Data for this exercise:

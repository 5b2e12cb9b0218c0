use directories::ProjectDirs;
use std::path::PathBuf;

pub fn data_root() -> PathBuf {
    if let Some(pd) = ProjectDirs::from("com", "flashmind", "FlashMind") {
        pd.data_dir().to_path_buf()
    } else {
        std::env::current_dir().unwrap_or_else(|_| PathBuf::from("."))
    }
}

/// Card file picked up when `--cards` is not given.
pub fn default_cards_file() -> PathBuf {
    data_root().join("cards.json")
}
use flashmind_core::{
    filter, filter_cards, seed, summarize, CardStore, Difficulty, FilterCriteria, Flashcard, ALL,
};

fn sample() -> Vec<Flashcard> {
    vec![
        Flashcard::with_id("1", "Mitochondria function", "Produces ATP", "Biology", Difficulty::Medium),
        Flashcard::with_id("2", "Big O notation", "Upper bound on growth", "Computer Science", Difficulty::Hard),
        Flashcard::with_id("3", "End of WWII", "1945", "History", Difficulty::Easy),
        Flashcard::with_id("4", "Cell membrane", "Lipid bilayer", "biology", Difficulty::Easy),
    ]
}

#[test]
fn search_matches_question_or_answer() {
    let cards = vec![Flashcard::with_id(
        "1",
        "Mitochondria function",
        "",
        "Biology",
        Difficulty::Medium,
    )];
    let hit = filter(&cards, "mito", ALL, ALL);
    assert_eq!(hit.len(), 1);
    assert_eq!(hit[0].id, "1");
    assert!(filter(&cards, "xyz", ALL, ALL).is_empty());

    let v = sample();
    let by_answer = filter(&v, "LIPID", ALL, ALL);
    assert_eq!(by_answer.len(), 1);
    assert_eq!(by_answer[0].id, "4");
}

#[test]
fn unconstrained_filter_is_identity() {
    let v = sample();
    assert_eq!(filter_cards(&v, &FilterCriteria::default()), v);
    assert!(FilterCriteria::default().is_unconstrained());
}

#[test]
fn filter_is_idempotent_and_keeps_order() {
    let v = sample();
    let criteria = [
        FilterCriteria::new("", "biology", ALL),
        FilterCriteria::new("e", ALL, "easy"),
        FilterCriteria::new("o", "history", "hard"),
        FilterCriteria::new("", ALL, "medium"),
    ];
    for c in &criteria {
        let once = filter_cards(&v, c);
        let twice = filter_cards(&once, c);
        assert_eq!(once, twice);

        let positions: Vec<usize> = once
            .iter()
            .map(|x| v.iter().position(|y| y.id == x.id).unwrap())
            .collect();
        assert!(positions.windows(2).all(|w| w[0] < w[1]));
    }
}

#[test]
fn criteria_combine_with_and() {
    let v = sample();
    let ids: Vec<String> = filter(&v, "", "Biology", "easy")
        .into_iter()
        .map(|c| c.id)
        .collect();
    assert_eq!(ids, vec!["4".to_string()]);
}

#[test]
fn deleted_cards_never_reappear() {
    let mut store = CardStore::from_cards(sample()).unwrap();
    store.delete("2");
    assert!(store
        .filtered(&FilterCriteria::default())
        .iter()
        .all(|c| c.id != "2"));
    assert!(store
        .filtered(&FilterCriteria::new("big", ALL, ALL))
        .is_empty());
}

#[test]
fn toggling_favorite_twice_restores_it() {
    let mut store = CardStore::from_cards(sample()).unwrap();
    let before = store.get("3").unwrap().is_favorite;
    store.toggle_favorite("3");
    assert_eq!(store.get("3").unwrap().is_favorite, !before);
    store.toggle_favorite("3");
    assert_eq!(store.get("3").unwrap().is_favorite, before);
}

#[test]
fn rating_leaves_stored_cards_untouched() {
    let store = CardStore::from_cards(seed::mock_flashcards()).unwrap();
    let before = store.cards().to_vec();

    let ev = store.rate("2", Difficulty::Easy).unwrap();
    assert_eq!(ev.card_id, "2");
    assert_eq!(ev.rating, Difficulty::Easy);
    assert_eq!(store.cards(), &before[..]);
}

#[test]
fn mock_deck_stats() {
    let cards = seed::mock_flashcards();
    let s = summarize(&cards);
    assert_eq!(s.total, 3);
    assert_eq!(s.favorites, 1);
    let avg = s.average_accuracy.unwrap();
    assert!((avg - 84.0).abs() < 0.01);
    assert_eq!(s.per_difficulty.easy, 1);
    assert_eq!(s.per_difficulty.medium, 1);
    assert_eq!(s.per_difficulty.hard, 1);
    assert_eq!(s.per_category[0], ("Biology".to_string(), 1));

    assert_eq!(summarize(&[]).average_accuracy, None);
}
use crate::{CoreError, Flashcard};
use async_trait::async_trait;
use parking_lot::Mutex;
use serde::{Deserialize, Serialize};
use std::path::Path;
use std::sync::atomic::{AtomicBool, Ordering};
use std::time::Duration;
use tracing::{info, warn};
use uuid::Uuid;

pub const ACCEPTED_EXTENSIONS: [&str; 7] = ["pdf", "png", "jpg", "jpeg", "mp4", "mov", "avi"];

pub const DEFAULT_INGEST_DELAY: Duration = Duration::from_millis(3000);

#[derive(Clone, Copy, Debug, Serialize, Deserialize, PartialEq, Eq)]
#[serde(rename_all = "lowercase")]
pub enum UploadKind {
    Document,
    Image,
    Video,
}

impl UploadKind {
    pub fn from_extension(ext: &str) -> Option<Self> {
        match ext.to_ascii_lowercase().as_str() {
            "pdf" => Some(UploadKind::Document),
            "png" | "jpg" | "jpeg" => Some(UploadKind::Image),
            "mp4" | "mov" | "avi" => Some(UploadKind::Video),
            _ => None,
        }
    }
}

/// Opaque handle to a user-supplied file; only the name is inspected.
#[derive(Clone, Debug, Serialize, Deserialize, PartialEq, Eq)]
pub struct FileHandle {
    pub name: String,
    #[serde(default, skip_serializing_if = "Option::is_none")]
    pub size: Option<u64>,
}

impl FileHandle {
    pub fn new(name: impl Into<String>) -> Self {
        Self { name: name.into(), size: None }
    }

    pub fn kind(&self) -> Option<UploadKind> {
        Path::new(&self.name)
            .extension()
            .and_then(|e| e.to_str())
            .and_then(UploadKind::from_extension)
    }
}

#[derive(Clone, Debug, Serialize, Deserialize, PartialEq, Eq)]
#[serde(rename_all = "snake_case")]
pub enum UploadSource {
    Files(Vec<FileHandle>),
    VideoUrl(String),
}

impl UploadSource {
    /// Checks the submission and normalizes a URL by trimming it.
    pub fn validate(self) -> Result<Self, CoreError> {
        match self {
            UploadSource::Files(files) => {
                if files.is_empty() {
                    return Err(CoreError::Invalid("no files selected".into()));
                }
                let rejected: Vec<&str> = files
                    .iter()
                    .filter(|f| f.kind().is_none())
                    .map(|f| f.name.as_str())
                    .collect();
                if !rejected.is_empty() {
                    return Err(CoreError::Invalid(format!(
                        "unsupported file type: {} (accepted: {})",
                        rejected.join(", "),
                        ACCEPTED_EXTENSIONS.join(", ")
                    )));
                }
                Ok(UploadSource::Files(files))
            }
            UploadSource::VideoUrl(url) => {
                let url = url.trim();
                if url.is_empty() {
                    return Err(CoreError::Invalid("empty video url".into()));
                }
                Ok(UploadSource::VideoUrl(url.to_string()))
            }
        }
    }

    pub fn label(&self) -> String {
        match self {
            UploadSource::Files(files) => files
                .iter()
                .map(|f| f.name.as_str())
                .collect::<Vec<_>>()
                .join(", "),
            UploadSource::VideoUrl(url) => url.clone(),
        }
    }
}

/// Turns uploaded material into new flashcards.
#[async_trait]
pub trait Ingestor: Send + Sync {
    async fn ingest(&self, source: &UploadSource) -> Result<Vec<Flashcard>, CoreError>;
}

/// Waits a fixed delay and produces nothing.
#[derive(Clone, Debug)]
pub struct SimulatedIngestor {
    pub delay: Duration,
}

impl Default for SimulatedIngestor {
    fn default() -> Self {
        Self { delay: DEFAULT_INGEST_DELAY }
    }
}

impl SimulatedIngestor {
    pub fn new(delay: Duration) -> Self {
        Self { delay }
    }
}

#[async_trait]
impl Ingestor for SimulatedIngestor {
    async fn ingest(&self, source: &UploadSource) -> Result<Vec<Flashcard>, CoreError> {
        info!(source = %source.label(), delay_ms = self.delay.as_millis() as u64, "processing upload");
        tokio::time::sleep(self.delay).await;
        Ok(Vec::new())
    }
}

/// The dashboard's "uploading" flag.
#[derive(Debug, Default)]
pub struct UploadState {
    uploading: AtomicBool,
}

impl UploadState {
    pub fn new() -> Self {
        Self::default()
    }

    pub fn is_uploading(&self) -> bool {
        self.uploading.load(Ordering::SeqCst)
    }

    /// Sets the flag; `None` if an upload is already running. The flag is
    /// cleared when the guard drops.
    pub fn try_begin(&self) -> Option<UploadGuard<'_>> {
        self.uploading
            .compare_exchange(false, true, Ordering::SeqCst, Ordering::SeqCst)
            .ok()
            .map(|_| UploadGuard { state: self })
    }
}

pub struct UploadGuard<'a> {
    state: &'a UploadState,
}

impl Drop for UploadGuard<'_> {
    fn drop(&mut self) {
        self.state.uploading.store(false, Ordering::SeqCst);
    }
}

/// Validates `source`, raises the uploading flag and runs ingestion.
pub async fn run_upload<I: Ingestor + ?Sized>(
    ingestor: &I,
    state: &UploadState,
    source: UploadSource,
) -> Result<Vec<Flashcard>, CoreError> {
    let source = source.validate()?;
    let _guard = begin(state)?;
    ingest_logged(ingestor, &source).await
}

fn begin(state: &UploadState) -> Result<UploadGuard<'_>, CoreError> {
    state
        .try_begin()
        .ok_or_else(|| CoreError::Conflict("an upload is already in progress".into()))
}

async fn ingest_logged<I: Ingestor + ?Sized>(
    ingestor: &I,
    source: &UploadSource,
) -> Result<Vec<Flashcard>, CoreError> {
    match ingestor.ingest(source).await {
        Ok(cards) => {
            info!(source = %source.label(), cards = cards.len(), "upload processed");
            Ok(cards)
        }
        Err(e) => {
            warn!(source = %source.label(), error = %e, "upload failed");
            Err(e)
        }
    }
}

#[derive(Clone, Copy, Debug, Serialize, Deserialize, PartialEq, Eq)]
#[serde(rename_all = "snake_case")]
pub enum UploadStatus {
    Completed,
    Processing,
    Failed,
}

#[derive(Clone, Debug, Serialize, Deserialize, PartialEq, Eq)]
pub struct RecentUpload {
    #[serde(default)]
    pub id: String,
    pub name: String,
    pub cards: u32,
    pub status: UploadStatus,
}

impl RecentUpload {
    pub fn new(name: impl Into<String>, cards: u32, status: UploadStatus) -> Self {
        Self {
            id: Uuid::new_v4().to_string(),
            name: name.into(),
            cards,
            status,
        }
    }
}

/// Uploading flag plus the recent-uploads list, newest first. Each run shows
/// up as `Processing` while ingestion is pending.
#[derive(Debug, Default)]
pub struct UploadTracker {
    state: UploadState,
    recent: Mutex<Vec<RecentUpload>>,
}

impl UploadTracker {
    pub fn new(recent: Vec<RecentUpload>) -> Self {
        Self {
            state: UploadState::new(),
            recent: Mutex::new(recent),
        }
    }

    pub fn is_uploading(&self) -> bool {
        self.state.is_uploading()
    }

    pub fn recent(&self) -> Vec<RecentUpload> {
        self.recent.lock().clone()
    }

    /// Validates and ingests `source`, then hands the cards to `commit`,
    /// which returns how many were kept. The entry ends `Completed` only if
    /// both steps succeed, `Failed` otherwise.
    pub async fn run<I, F>(&self, ingestor: &I, source: UploadSource, commit: F) -> Result<usize, CoreError>
    where
        I: Ingestor + ?Sized,
        F: FnOnce(Vec<Flashcard>) -> Result<usize, CoreError> + Send,
    {
        let source = source.validate()?;
        let _guard = begin(&self.state)?;

        let entry = RecentUpload::new(source.label(), 0, UploadStatus::Processing);
        let id = entry.id.clone();
        self.recent.lock().insert(0, entry);

        let outcome = ingest_logged(ingestor, &source).await.and_then(commit);
        if let Some(e) = self.recent.lock().iter_mut().find(|e| e.id == id) {
            match &outcome {
                Ok(n) => {
                    e.cards = *n as u32;
                    e.status = UploadStatus::Completed;
                }
                Err(_) => e.status = UploadStatus::Failed,
            }
        }
        outcome
    }
}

Your instructions: What is the number of lines in the listing that contain "Image"? State it and nothing more.

Output: 2